ECLI:NL:RBDHA:2020:14281
Rechtbank Den Haag
- Eerste aanleg - enkelvoudig
- Rechtspraak.nl
Verzoek om vergoeding van proceskosten in bestuursrechtelijke procedure
In deze zaak heeft de Rechtbank Den Haag op 28 augustus 2020 uitspraak gedaan in een bestuursrechtelijke procedure betreffende de vergoeding van proceskosten. De eiser, vertegenwoordigd door mr.

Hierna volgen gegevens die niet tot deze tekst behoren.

//! Deterministic simulation module
//!
//! All gameplay logic lives here. This module must be pure and deterministic:
//! - Time comes in as a `now` argument (ms), never read from the system
//! - Seeded RNG only
//! - Stable iteration order (insertion order of entity vectors)
//! - No rendering or platform dependencies

pub mod autopilot;
pub mod collision;
pub mod food;
pub mod grid;
pub mod hazards;
pub mod state;
pub mod tick;

pub use autopilot::autopilot_keys;
pub use collision::{StepOutcome, step_player};
pub use food::{flee_step, move_foods};
pub use grid::{Direction, Grid};
pub use state::{
    Bomb, DeathReason, EntityId, ExplosionCell, Food, FoodKind, GameEvent, GamePhase,
    HazardRegistry, Player, PowerupPickup, Projectile, Session, SlowdownPickup, SpawnSource,
    generate,
};
pub use tick::{KeyEvent, TickResult, tick};
/// Represents timing config for [`OneWirePin`](crate::OneWirePin).
///
/// All values are in microseconds.
pub trait OneWireConfig {
    /// Reset pulse, line held low.
    const RESET_LOW_US: u16;
    /// Wait after releasing the line before sampling presence.
    const PRESENCE_WAIT_US: u16;
    /// Rest of the reset time slot after sampling presence.
    const RESET_RECOVERY_US: u16;
    /// Write 1 slot, line held low.
    const WRITE_ONE_LOW_US: u16;
    /// Write 1 slot, released part.
    const WRITE_ONE_RECOVERY_US: u16;
    /// Write 0 slot, line held low.
    const WRITE_ZERO_LOW_US: u16;
    /// Write 0 slot, released part.
    const WRITE_ZERO_RECOVERY_US: u16;
    /// Read slot, line held low.
    const READ_LOW_US: u16;
    /// Wait after release before sampling the line.
    const READ_SAMPLE_US: u16;
    /// Rest of the read slot.
    const READ_RECOVERY_US: u16;
}

/// Standard speed implementation of [`OneWireConfig`](crate::OneWireConfig).
pub struct DefaultOneWireConfig;

impl OneWireConfig for DefaultOneWireConfig {
    const RESET_LOW_US: u16 = 480;
    const PRESENCE_WAIT_US: u16 = 70;
    const RESET_RECOVERY_US: u16 = 410;
    const WRITE_ONE_LOW_US: u16 = 6;
    const WRITE_ONE_RECOVERY_US: u16 = 64;
    const WRITE_ZERO_LOW_US: u16 = 60;
    const WRITE_ZERO_RECOVERY_US: u16 = 10;
    const READ_LOW_US: u16 = 6;
    const READ_SAMPLE_US: u16 = 9;
    const READ_RECOVERY_US: u16 = 55;
}

/// Overdrive speed implementation of [`OneWireConfig`](crate::OneWireConfig).
///
/// Sub-microsecond slots are rounded up to 1 us.
pub struct OverdriveOneWireConfig;

impl OneWireConfig for OverdriveOneWireConfig {
    const RESET_LOW_US: u16 = 70;
    const PRESENCE_WAIT_US: u16 = 9;
    const RESET_RECOVERY_US: u16 = 40;
    const WRITE_ONE_LOW_US: u16 = 1;
    const WRITE_ONE_RECOVERY_US: u16 = 8;
    const WRITE_ZERO_LOW_US: u16 = 8;
    const WRITE_ZERO_RECOVERY_US: u16 = 3;
    const READ_LOW_US: u16 = 1;
    const READ_SAMPLE_US: u16 = 1;
    const READ_RECOVERY_US: u16 = 7;
}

K. Yousef, had een verzoek ingediend om vergoeding van zijn proceskosten na een beroepsprocedure tegen de Staatssecretaris van Justitie en Veiligheid, die werd vertegenwoordigd door S. Aboulouafa. De rechtbank heeft vastgesteld dat de eiser op 12 mei 2020 in beroep was gegaan omdat verweerder niet tijdig had beslist op zijn aanvraag. Na het indienen van het beroep heeft verweerder alsnog een beslissing genomen, waarna de eiser zijn beroep heeft ingetrokken en verzocht om vergoeding van de gemaakte proceskosten.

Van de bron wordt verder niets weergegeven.